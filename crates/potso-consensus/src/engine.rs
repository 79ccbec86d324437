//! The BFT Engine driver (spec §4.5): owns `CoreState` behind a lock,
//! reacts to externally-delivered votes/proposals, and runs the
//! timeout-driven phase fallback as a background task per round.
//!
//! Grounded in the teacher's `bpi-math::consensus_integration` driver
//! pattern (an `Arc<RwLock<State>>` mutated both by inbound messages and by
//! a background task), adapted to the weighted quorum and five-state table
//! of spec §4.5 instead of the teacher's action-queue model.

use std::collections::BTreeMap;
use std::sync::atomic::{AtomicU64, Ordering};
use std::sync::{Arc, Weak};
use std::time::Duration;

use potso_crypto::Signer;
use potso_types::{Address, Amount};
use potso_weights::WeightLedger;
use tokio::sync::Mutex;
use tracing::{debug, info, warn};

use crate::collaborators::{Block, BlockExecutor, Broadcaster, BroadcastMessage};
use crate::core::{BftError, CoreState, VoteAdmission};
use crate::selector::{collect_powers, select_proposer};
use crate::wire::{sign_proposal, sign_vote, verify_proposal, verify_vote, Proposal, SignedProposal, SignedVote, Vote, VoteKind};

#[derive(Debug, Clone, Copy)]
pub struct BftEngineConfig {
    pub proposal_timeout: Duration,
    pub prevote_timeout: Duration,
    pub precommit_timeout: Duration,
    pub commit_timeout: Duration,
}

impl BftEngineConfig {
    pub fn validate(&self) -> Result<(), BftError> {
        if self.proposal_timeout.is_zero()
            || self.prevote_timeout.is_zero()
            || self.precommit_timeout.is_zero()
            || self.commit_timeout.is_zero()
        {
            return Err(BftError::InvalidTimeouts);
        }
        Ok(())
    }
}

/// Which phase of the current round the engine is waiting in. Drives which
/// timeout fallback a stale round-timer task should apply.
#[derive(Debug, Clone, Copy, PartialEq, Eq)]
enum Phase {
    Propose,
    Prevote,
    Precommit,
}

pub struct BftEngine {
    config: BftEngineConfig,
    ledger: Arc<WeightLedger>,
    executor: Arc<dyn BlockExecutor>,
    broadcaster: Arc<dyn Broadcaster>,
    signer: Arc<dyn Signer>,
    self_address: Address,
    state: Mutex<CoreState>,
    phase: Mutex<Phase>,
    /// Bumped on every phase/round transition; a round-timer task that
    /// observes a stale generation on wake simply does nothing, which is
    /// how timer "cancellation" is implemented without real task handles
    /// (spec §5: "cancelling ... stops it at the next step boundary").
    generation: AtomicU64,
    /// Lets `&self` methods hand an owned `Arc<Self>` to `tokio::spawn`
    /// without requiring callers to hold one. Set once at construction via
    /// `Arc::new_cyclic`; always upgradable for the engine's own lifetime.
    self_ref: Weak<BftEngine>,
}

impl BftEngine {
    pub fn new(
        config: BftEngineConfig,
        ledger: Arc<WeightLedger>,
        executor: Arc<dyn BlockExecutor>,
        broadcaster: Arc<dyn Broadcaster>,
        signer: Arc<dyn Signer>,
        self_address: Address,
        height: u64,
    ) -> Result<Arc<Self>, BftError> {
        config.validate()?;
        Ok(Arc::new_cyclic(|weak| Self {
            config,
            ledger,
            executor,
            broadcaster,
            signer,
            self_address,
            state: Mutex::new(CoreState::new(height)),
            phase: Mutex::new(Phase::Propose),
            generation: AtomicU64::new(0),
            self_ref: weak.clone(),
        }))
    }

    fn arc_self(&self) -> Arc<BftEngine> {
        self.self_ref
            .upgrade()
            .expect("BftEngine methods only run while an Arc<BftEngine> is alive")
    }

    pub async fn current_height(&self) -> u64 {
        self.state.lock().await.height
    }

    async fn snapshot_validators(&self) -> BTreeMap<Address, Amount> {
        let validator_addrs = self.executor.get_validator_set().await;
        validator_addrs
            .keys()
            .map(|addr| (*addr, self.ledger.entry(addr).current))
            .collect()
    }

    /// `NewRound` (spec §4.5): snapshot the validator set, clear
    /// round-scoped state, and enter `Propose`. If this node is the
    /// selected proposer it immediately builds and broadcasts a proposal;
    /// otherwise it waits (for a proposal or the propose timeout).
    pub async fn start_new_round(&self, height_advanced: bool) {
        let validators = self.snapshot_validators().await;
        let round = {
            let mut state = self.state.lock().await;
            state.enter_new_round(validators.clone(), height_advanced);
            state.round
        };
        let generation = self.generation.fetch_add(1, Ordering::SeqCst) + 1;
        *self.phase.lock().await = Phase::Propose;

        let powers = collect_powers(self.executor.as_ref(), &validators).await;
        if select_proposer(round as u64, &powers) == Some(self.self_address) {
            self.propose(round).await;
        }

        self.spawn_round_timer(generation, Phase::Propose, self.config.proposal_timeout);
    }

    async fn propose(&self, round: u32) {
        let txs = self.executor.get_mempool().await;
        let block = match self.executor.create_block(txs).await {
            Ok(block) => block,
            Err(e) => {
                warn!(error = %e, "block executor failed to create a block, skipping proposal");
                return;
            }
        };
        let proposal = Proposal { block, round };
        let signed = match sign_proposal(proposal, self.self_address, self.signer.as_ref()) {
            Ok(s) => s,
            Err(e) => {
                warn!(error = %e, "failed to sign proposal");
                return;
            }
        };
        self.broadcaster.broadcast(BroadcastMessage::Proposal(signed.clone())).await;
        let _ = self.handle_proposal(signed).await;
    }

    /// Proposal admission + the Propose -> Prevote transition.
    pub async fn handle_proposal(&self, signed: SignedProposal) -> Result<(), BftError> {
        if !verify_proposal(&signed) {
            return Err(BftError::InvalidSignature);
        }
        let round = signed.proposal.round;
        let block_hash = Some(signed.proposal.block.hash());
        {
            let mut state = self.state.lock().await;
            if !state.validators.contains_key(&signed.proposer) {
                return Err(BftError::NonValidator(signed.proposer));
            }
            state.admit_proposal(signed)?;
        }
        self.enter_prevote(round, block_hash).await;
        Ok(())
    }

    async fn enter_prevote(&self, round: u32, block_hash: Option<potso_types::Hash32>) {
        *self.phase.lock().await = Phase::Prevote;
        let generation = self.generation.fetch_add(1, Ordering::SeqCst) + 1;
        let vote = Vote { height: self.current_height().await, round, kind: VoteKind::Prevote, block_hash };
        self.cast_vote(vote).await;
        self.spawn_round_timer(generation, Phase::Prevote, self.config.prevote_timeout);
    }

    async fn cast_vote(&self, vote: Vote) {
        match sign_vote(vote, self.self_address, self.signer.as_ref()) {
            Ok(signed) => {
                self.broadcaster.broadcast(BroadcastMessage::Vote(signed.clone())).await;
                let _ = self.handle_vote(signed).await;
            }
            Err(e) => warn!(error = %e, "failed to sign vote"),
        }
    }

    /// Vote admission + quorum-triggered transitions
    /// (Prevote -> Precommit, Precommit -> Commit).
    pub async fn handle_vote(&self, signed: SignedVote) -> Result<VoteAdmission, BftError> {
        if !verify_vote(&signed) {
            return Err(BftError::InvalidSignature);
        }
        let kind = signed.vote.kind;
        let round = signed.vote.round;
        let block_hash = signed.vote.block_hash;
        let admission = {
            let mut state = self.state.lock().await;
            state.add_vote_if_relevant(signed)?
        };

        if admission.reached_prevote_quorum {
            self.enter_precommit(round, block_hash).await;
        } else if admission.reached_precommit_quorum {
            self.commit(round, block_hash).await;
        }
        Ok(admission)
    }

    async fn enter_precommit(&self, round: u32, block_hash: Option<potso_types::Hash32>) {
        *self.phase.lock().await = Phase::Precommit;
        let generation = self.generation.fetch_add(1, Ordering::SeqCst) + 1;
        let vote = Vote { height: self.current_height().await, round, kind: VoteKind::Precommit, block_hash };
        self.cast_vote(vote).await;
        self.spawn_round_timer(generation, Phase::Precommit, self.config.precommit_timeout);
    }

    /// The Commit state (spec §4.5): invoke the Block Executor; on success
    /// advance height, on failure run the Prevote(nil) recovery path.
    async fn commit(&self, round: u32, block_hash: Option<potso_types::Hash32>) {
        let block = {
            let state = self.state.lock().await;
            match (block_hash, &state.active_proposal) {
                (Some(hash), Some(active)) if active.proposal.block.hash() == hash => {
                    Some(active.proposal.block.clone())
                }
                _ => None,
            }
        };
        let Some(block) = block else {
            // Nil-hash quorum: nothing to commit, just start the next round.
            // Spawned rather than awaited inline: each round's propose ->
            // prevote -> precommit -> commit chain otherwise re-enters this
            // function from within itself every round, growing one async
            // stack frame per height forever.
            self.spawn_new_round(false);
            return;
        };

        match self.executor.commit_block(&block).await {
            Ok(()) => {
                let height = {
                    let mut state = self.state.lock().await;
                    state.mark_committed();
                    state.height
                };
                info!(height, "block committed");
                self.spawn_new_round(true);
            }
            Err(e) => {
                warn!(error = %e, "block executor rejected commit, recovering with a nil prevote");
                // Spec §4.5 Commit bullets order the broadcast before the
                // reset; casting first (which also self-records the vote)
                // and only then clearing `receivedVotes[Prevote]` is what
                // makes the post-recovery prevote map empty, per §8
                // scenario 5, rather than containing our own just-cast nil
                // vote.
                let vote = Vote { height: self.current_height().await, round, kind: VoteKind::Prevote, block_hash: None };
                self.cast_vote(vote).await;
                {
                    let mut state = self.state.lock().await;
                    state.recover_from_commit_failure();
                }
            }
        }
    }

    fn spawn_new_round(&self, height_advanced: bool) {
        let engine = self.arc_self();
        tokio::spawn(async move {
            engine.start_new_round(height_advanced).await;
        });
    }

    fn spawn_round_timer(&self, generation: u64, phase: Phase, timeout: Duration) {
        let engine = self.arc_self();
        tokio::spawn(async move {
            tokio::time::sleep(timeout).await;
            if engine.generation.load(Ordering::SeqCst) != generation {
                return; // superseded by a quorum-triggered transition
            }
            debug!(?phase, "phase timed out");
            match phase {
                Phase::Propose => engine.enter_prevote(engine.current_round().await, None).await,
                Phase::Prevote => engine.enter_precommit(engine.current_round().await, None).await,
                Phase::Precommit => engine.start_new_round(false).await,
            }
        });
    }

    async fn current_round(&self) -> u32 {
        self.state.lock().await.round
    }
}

Task:
What lines in the entries above hold "nothing"? Copy every one.

Expected output:
    /// observes a stale generation on wake simply does nothing, which is
            // Nil-hash quorum: nothing to commit, just start the next round.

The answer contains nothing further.